It should go without saying that there needs to be consistency between the Immigration Rules and gov.uk. Plain English Immigration Rules will greatly assist this process as there is less likely to be inconsistency introduced by ‘translating’ the Immigration Rule requirements for the public-facing gov.uk website. Gov.uk must though keep pace with changes to the Immigration Rules, a task made harder if the government does not restrain the number of Immigration Rule changes. There must also be adequate live links between the gov.uk pages and the relevant Immigration Rules: something that we have found absent in the past.



The government response is also ambivalent as to how simplified Immigration Rules will deal with definitions of terms. The Law Commission flagged some suggestions:

‘Hyperlinks could also be used to take users to definitions applicable to the category in which they are applying.
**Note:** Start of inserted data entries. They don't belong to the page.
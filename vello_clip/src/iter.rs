// Copyright 2025 the Vello Authors
// SPDX-License-Identifier: Apache-2.0 OR MIT

//! Walking a clip stack.

use crate::element::{ClipElement, ClipOp};
use crate::stack::ClipStack;

/// Which end of the stack a [`StackIter`] starts from.
#[derive(Copy, Clone, Debug, Default, PartialEq, Eq)]
pub enum IterStart {
    /// Below the earliest pushed element; walk with [`Iterator::next`].
    #[default]
    Bottom,
    /// Above the latest pushed element; walk with [`StackIter::prev`].
    Top,
}

/// A bidirectional cursor over the elements of a [`ClipStack`].
///
/// The cursor sits *between* elements. [`next`](Iterator::next) returns the element above
/// it and moves up, [`prev`](StackIter::prev) returns the element below it and moves
/// down. So `n` calls to `next` followed by `n` calls to `prev` visit the same elements
/// in reverse.
///
/// `None` means the cursor ran off an end. It does not say anything about the clip
/// region: a wide-open stack and an exhausted iterator both yield `None`.
///
/// A default-constructed iterator is not attached to any stack and must be
/// [`reset`](StackIter::reset) before use.
#[derive(Clone, Debug, Default)]
pub struct StackIter<'a> {
    stack: Option<&'a ClipStack>,
    /// Index of the element `next` would return.
    cursor: usize,
}

impl<'a> StackIter<'a> {
    pub fn new(stack: &'a ClipStack, start: IterStart) -> Self {
        let mut iter = Self::default();
        iter.reset(stack, start);
        iter
    }

    /// Attach to `stack` and move to one of its ends.
    pub fn reset(&mut self, stack: &'a ClipStack, start: IterStart) {
        self.stack = Some(stack);
        self.cursor = match start {
            IterStart::Bottom => 0,
            IterStart::Top => stack.element_count(),
        };
    }

    /// Step toward the bottom of the stack.
    pub fn prev(&mut self) -> Option<&'a ClipElement> {
        let elements = self.elements()?;
        let ix = self.cursor.checked_sub(1)?;
        self.cursor = ix;
        elements.get(ix)
    }

    /// Move up to the nearest element at or above the cursor whose op is `op`.
    ///
    /// On a match the cursor ends up just above the returned element, as if `next` had
    /// returned it, so calling this repeatedly visits every match from the bottom up.
    /// Without a match the cursor is left at the top and `None` is returned.
    ///
    /// Only elements above the cursor are searched. Mask builders use this with
    /// [`ClipOp::Replace`] to skip everything below the most recent replacement.
    pub fn skip_to_topmost(&mut self, op: ClipOp) -> Option<&'a ClipElement> {
        let elements = self.elements()?;
        let start = self.cursor.min(elements.len());
        match elements[start..].iter().position(|e| e.op() == op) {
            Some(offset) => {
                let ix = start + offset;
                self.cursor = ix + 1;
                Some(&elements[ix])
            }
            None => {
                self.cursor = elements.len();
                None
            }
        }
    }

    fn elements(&self) -> Option<&'a [ClipElement]> {
        debug_assert!(
            self.stack.is_some(),
            "clip stack iterator used before reset"
        );
        self.stack.map(ClipStack::elements)
    }
}

impl<'a> Iterator for StackIter<'a> {
    type Item = &'a ClipElement;

    /// Step toward the top of the stack.
    fn next(&mut self) -> Option<Self::Item> {
        let element = self.elements()?.get(self.cursor)?;
        self.cursor += 1;
        Some(element)
    }

    fn size_hint(&self) -> (usize, Option<usize>) {
        let remaining = self
            .stack
            .map_or(0, |s| s.element_count().saturating_sub(self.cursor));
        (remaining, Some(remaining))
    }
}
Alternatively, a hover box displaying a definition where it occurs in the text could remove the need to cross-refer entirely.’ (Law Commission Report, para 11.1)


The government response suggests that it will think about it:

‘We want to test in future drafts for discussion whether we can have route-specific definitions at the end of each route, and common definitions at the end of the Rules. We will also explore hyperlinks and other ways of highlighting definitions as part of this work.’ (Government Response, page 8).


However, whether the Home Office chooses to engage with hyperlinks or hover boxes misses a more important point about simplification of the Immigration Rules. Words and phrases used in the Immigration Rules are not bestowed specific legal meaning by the Immigration Rules alone. Case law is a vital source of legal meaning, and although the courts are fond of criticising the Byzantine nature of the Immigration Rules, they are also partly complicit by adding an extra layer of complexity. Simplifying the Immigration Rules into plain English will inevitably (a) lead to litigation as to what the new Immigration Rules mean, which will (b) result in some words deviating from their normal English meaning.


For example, paragraph 322 (1A)  of the Immigration Rules creates a mandatory ground for refusal if ‘false documents’ are used in an immigration application. However, case law has created a legal meaning which, arguably, departs from its literal meaning: ‘For a document to be a false document under the Immigration Rules there must have been an element of dishonesty in its creation’ (Agha (False document) [2017] UKUT 121 (IAC)).


The Immigration Rules will never be completely understandable to the lay user unless these case law derived definitions are somehow incorporated into the Immigration Rules. One way would be to amend the Immigration Rules themselves to incorporate the new definition into a glossary (at the risk of further litigation if the transliteration is inaccurate, and the inevitability of frequent Immigration Rule changes), or by hyperlinking from the Immigration Rules to the case law (at the risk of substantially confusing the average user). There are no simple answers.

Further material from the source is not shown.